## [What you need to do]
From the records below, copy every line that contains the word "AgentHealth".

******************************

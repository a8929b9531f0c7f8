//! Shared runtime context wiring the whole system together.
//!
//! One [`CollectionsContext`] owns every component: config, store,
//! ledger, router, heartbeat monitor, consistency checker, and the
//! outbound queues. Agents and the operator CLI construct one from a
//! validated config and drive everything through it instead of
//! threading paths and handles around. Multi-component operations
//! (pay, escalate, promote) live here so store and ledger are always
//! updated together, in the order that keeps a crash recoverable.
//!
//! # Invariants
//!
//! - [INV-CTX-001] The store is mutated before the ledger; a crash
//!   between the two leaves a reconcilable discrepancy, never a lost
//!   record.
//! - [INV-CTX-002] Ledger entries that are already in the expected
//!   shape (missing on pay/escalate, present on promote) are
//!   tolerated and logged, so retries and reconciled ledgers do not
//!   fail the operation.

use serde_json::json;
use thiserror::Error;
use tracing::{info, warn};

use crate::audit::AuditLog;
use crate::config::{CollectionsConfig, ConfigError};
use crate::consistency::{ConsistencyChecker, ConsistencyError, ReconciliationReport};
use crate::health::{
    AgentHealth, HealthError, HeartbeatMonitor, OperatorNotifier, ProcessControl,
    RestartRequestLog, TracingNotifier,
};
use crate::ledger::{Ledger, LedgerEntry, LedgerError, LedgerSection};
use crate::queue::{MessageQueue, QueueError, QueueMessage};
use crate::record::{InvoiceRecord, PaymentInfo};
use crate::routing::{ConfidenceRouter, ParsedInvoice, RoutingError, RoutingOutcome};
use crate::snapshot::{SnapshotError, SystemSnapshot};
use crate::store::{StateStore, StoreError};

/// Filename of the restart request log inside the heartbeat
/// directory.
pub const RESTART_REQUEST_LOG_FILENAME: &str = "restart_requests.log";

/// Queue consumer that receives payment notifications.
pub const PAYMENT_NOTIFICATION_CONSUMER: &str = "emailer";

/// Message kind sent when a payment lands.
pub const PAYMENT_RECEIVED_KIND: &str = "payment_received";

/// Errors from context construction or a multi-component operation.
#[derive(Debug, Error)]
#[non_exhaustive]
pub enum ContextError {
    /// Config failed validation.
    #[error(transparent)]
    Config(#[from] ConfigError),

    /// Store operation failed.
    #[error(transparent)]
    Store(#[from] StoreError),

    /// Ledger operation failed.
    #[error(transparent)]
    Ledger(#[from] LedgerError),

    /// Queue operation failed.
    #[error(transparent)]
    Queue(#[from] QueueError),

    /// Routing failed.
    #[error(transparent)]
    Routing(#[from] RoutingError),

    /// Heartbeat check failed.
    #[error(transparent)]
    Health(#[from] HealthError),

    /// Consistency pass failed.
    #[error(transparent)]
    Consistency(#[from] ConsistencyError),

    /// Snapshot collection failed.
    #[error(transparent)]
    Snapshot(#[from] SnapshotError),
}

/// Every component of the running system, wired from one config.
#[derive(Debug)]
pub struct CollectionsContext {
    config: CollectionsConfig,
    store: StateStore,
    ledger: Ledger,
    router: ConfidenceRouter,
    monitor: HeartbeatMonitor,
    checker: ConsistencyChecker,
    queues: Vec<MessageQueue>,
}

impl CollectionsContext {
    /// Build a context with the default operator collaborators: a
    /// tracing notifier and a restart request log next to the
    /// heartbeats.
    ///
    /// # Errors
    ///
    /// Returns [`ContextError`] if the config is invalid or any
    /// component directory cannot be prepared.
    pub fn new(config: CollectionsConfig) -> Result<Self, ContextError> {
        let restart_log = RestartRequestLog::new(
            config.paths.heartbeat_dir.join(RESTART_REQUEST_LOG_FILENAME),
        );
        Self::with_collaborators(config, Box::new(TracingNotifier), Box::new(restart_log))
    }

    /// Build a context with explicit notifier and process control,
    /// for embedding and for tests.
    ///
    /// # Errors
    ///
    /// Returns [`ContextError`] if the config is invalid or any
    /// component directory cannot be prepared.
    pub fn with_collaborators(
        config: CollectionsConfig,
        notifier: Box<dyn OperatorNotifier>,
        control: Box<dyn ProcessControl>,
    ) -> Result<Self, ContextError> {
        config.validate()?;

        let store = StateStore::open(&config.paths.state_dir)?;
        let ledger = Ledger::open(
            &config.paths.ledger_file,
            config.consistency.tolerance_cents,
        )?;
        let router = ConfidenceRouter::new(&config.routing);
        let monitor = HeartbeatMonitor::new(
            &config.paths.heartbeat_dir,
            &config.health,
            notifier,
            control,
        );
        let checker = ConsistencyChecker::new(&config.consistency);

        let mut queues = Vec::with_capacity(config.queue.consumers.len());
        for consumer in &config.queue.consumers {
            queues.push(MessageQueue::open(
                &config.paths.queue_dir,
                consumer,
                config.queue.dedupe_window,
            )?);
        }

        info!(
            state_dir = %config.paths.state_dir.display(),
            queues = queues.len(),
            agents = config.health.agents.len(),
            "collections context ready"
        );
        Ok(Self {
            config,
            store,
            ledger,
            router,
            monitor,
            checker,
            queues,
        })
    }

    /// The validated configuration.
    #[must_use]
    pub const fn config(&self) -> &CollectionsConfig {
        &self.config
    }

    /// The invoice state store.
    #[must_use]
    pub const fn store(&self) -> &StateStore {
        &self.store
    }

    /// The human-readable ledger.
    #[must_use]
    pub const fn ledger(&self) -> &Ledger {
        &self.ledger
    }

    /// The confidence router.
    #[must_use]
    pub const fn router(&self) -> &ConfidenceRouter {
        &self.router
    }

    /// The audit log (owned by the store).
    #[must_use]
    pub const fn audit(&self) -> &AuditLog {
        self.store.audit()
    }

    /// The heartbeat monitor.
    #[must_use]
    pub const fn monitor(&self) -> &HeartbeatMonitor {
        &self.monitor
    }

    /// All configured queues.
    #[must_use]
    pub fn queues(&self) -> &[MessageQueue] {
        &self.queues
    }

    /// The queue for one consumer, if configured.
    #[must_use]
    pub fn queue(&self, consumer: &str) -> Option<&MessageQueue> {
        self.queues.iter().find(|q| q.consumer() == consumer)
    }

    /// Score a parsed invoice and land it in the store (and, when
    /// auto-accepted, the ledger).
    ///
    /// # Errors
    ///
    /// Returns [`ContextError`] if a confidence is invalid or a write
    /// fails.
    pub fn route_invoice(&self, invoice: &ParsedInvoice) -> Result<RoutingOutcome, ContextError> {
        Ok(self.router.route(invoice, &self.store, &self.ledger)?)
    }

    /// Record a payment: archive the record, move its ledger entry to
    /// paid, and notify the payment notification queue.
    ///
    /// A missing unpaid ledger entry is tolerated with a warning.
    /// Notification is deduplicated by the queue, so retries do not
    /// double-send.
    ///
    /// # Errors
    ///
    /// Returns [`ContextError`] if the record is missing, the
    /// transition is invalid, or a write fails.
    pub fn record_payment(
        &self,
        client: &str,
        invoice_id: &str,
        payment: PaymentInfo,
    ) -> Result<InvoiceRecord, ContextError> {
        let record = self.store.mark_paid(client, invoice_id, payment)?;

        match self
            .ledger
            .move_entry(invoice_id, LedgerSection::Unpaid, LedgerSection::Paid)
        {
            Ok(()) => {}
            Err(LedgerError::EntryNotFound { .. }) => {
                warn!(
                    %client,
                    %invoice_id,
                    "no unpaid ledger entry to move; reconciliation will flag the paid total"
                );
            }
            Err(e) => return Err(e.into()),
        }

        if let Some(queue) = self.queue(PAYMENT_NOTIFICATION_CONSUMER) {
            let payload = record.payment.as_ref().map_or_else(
                || json!({}),
                |p| json!({"amount_cents": p.amount_cents, "method": p.method}),
            );
            queue.send(&QueueMessage::new(
                PAYMENT_RECEIVED_KIND,
                client,
                invoice_id,
                payload,
            ))?;
        }
        Ok(record)
    }

    /// Escalate an unpaid invoice and move its ledger entry. A
    /// missing unpaid ledger entry is tolerated with a warning.
    ///
    /// # Errors
    ///
    /// Returns [`ContextError`] if the record is missing, held, or
    /// already terminal, or a write fails.
    pub fn escalate_invoice(
        &self,
        client: &str,
        invoice_id: &str,
        reason: &str,
    ) -> Result<InvoiceRecord, ContextError> {
        let record = self.store.escalate(client, invoice_id, reason)?;

        match self
            .ledger
            .move_entry(invoice_id, LedgerSection::Unpaid, LedgerSection::Escalated)
        {
            Ok(()) => {}
            Err(LedgerError::EntryNotFound { .. }) => {
                warn!(%client, %invoice_id, "no unpaid ledger entry to move on escalation");
            }
            Err(e) => return Err(e.into()),
        }
        Ok(record)
    }

    /// Promote a held record to unpaid and enter it into the ledger.
    /// An entry already present (from a crashed earlier attempt) is
    /// tolerated with a warning.
    ///
    /// # Errors
    ///
    /// Returns [`ContextError`] if the record is missing or not held,
    /// or a write fails.
    pub fn promote_held(
        &self,
        client: &str,
        invoice_id: &str,
    ) -> Result<InvoiceRecord, ContextError> {
        let record = self.store.promote(client, invoice_id)?;

        match self.ledger.add_entry(
            LedgerSection::Unpaid,
            LedgerEntry::new(invoice_id, record.amount_cents, client),
        ) {
            Ok(()) => {}
            Err(LedgerError::DuplicateEntry { .. }) => {
                warn!(%client, %invoice_id, "ledger entry already present on promotion");
            }
            Err(e) => return Err(e.into()),
        }
        Ok(record)
    }

    /// Reject a held record into the archive. Held records have no
    /// ledger entry, so the ledger is untouched.
    ///
    /// # Errors
    ///
    /// Returns [`ContextError`] if the record is missing or not held,
    /// or a write fails.
    pub fn reject_held(
        &self,
        client: &str,
        invoice_id: &str,
        reason: &str,
    ) -> Result<InvoiceRecord, ContextError> {
        Ok(self.store.reject(client, invoice_id, reason)?)
    }

    /// Check every tracked agent's heartbeat once, restarting or
    /// escalating stale ones.
    ///
    /// # Errors
    ///
    /// Returns [`ContextError`] if check history cannot be written.
    pub fn check_heartbeats(&mut self) -> Result<Vec<AgentHealth>, ContextError> {
        Ok(self.monitor.check_all()?)
    }

    /// One debounced consistency pass over store, ledger, and queues.
    ///
    /// # Errors
    ///
    /// Returns [`ContextError`] if any side cannot be read.
    pub fn check_consistency(&mut self) -> Result<ReconciliationReport, ContextError> {
        Ok(self.checker.run(&self.store, &self.ledger, &self.queues)?)
    }

    /// One raw consistency pass, findings reported as observed.
    ///
    /// # Errors
    ///
    /// Returns [`ContextError`] if any side cannot be read.
    pub fn inspect_consistency(&self) -> Result<ReconciliationReport, ContextError> {
        Ok(self.checker.inspect(&self.store, &self.ledger, &self.queues)?)
    }

    /// Collect a point-in-time status snapshot.
    ///
    /// # Errors
    ///
    /// Returns [`ContextError`] if the store, ledger, or a queue
    /// cannot be read.
    pub fn snapshot(&self) -> Result<SystemSnapshot, ContextError> {
        Ok(SystemSnapshot::collect(
            &self.store,
            &self.ledger,
            &self.monitor,
            &self.queues,
        )?)
    }
}

// ---------------------------------------------------------------------------
// Tests
// ---------------------------------------------------------------------------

******************************

## [Response to this task]
    AgentHealth, HealthError, HeartbeatMonitor, OperatorNotifier, ProcessControl,
    pub fn check_heartbeats(&mut self) -> Result<Vec<AgentHealth>, ContextError> {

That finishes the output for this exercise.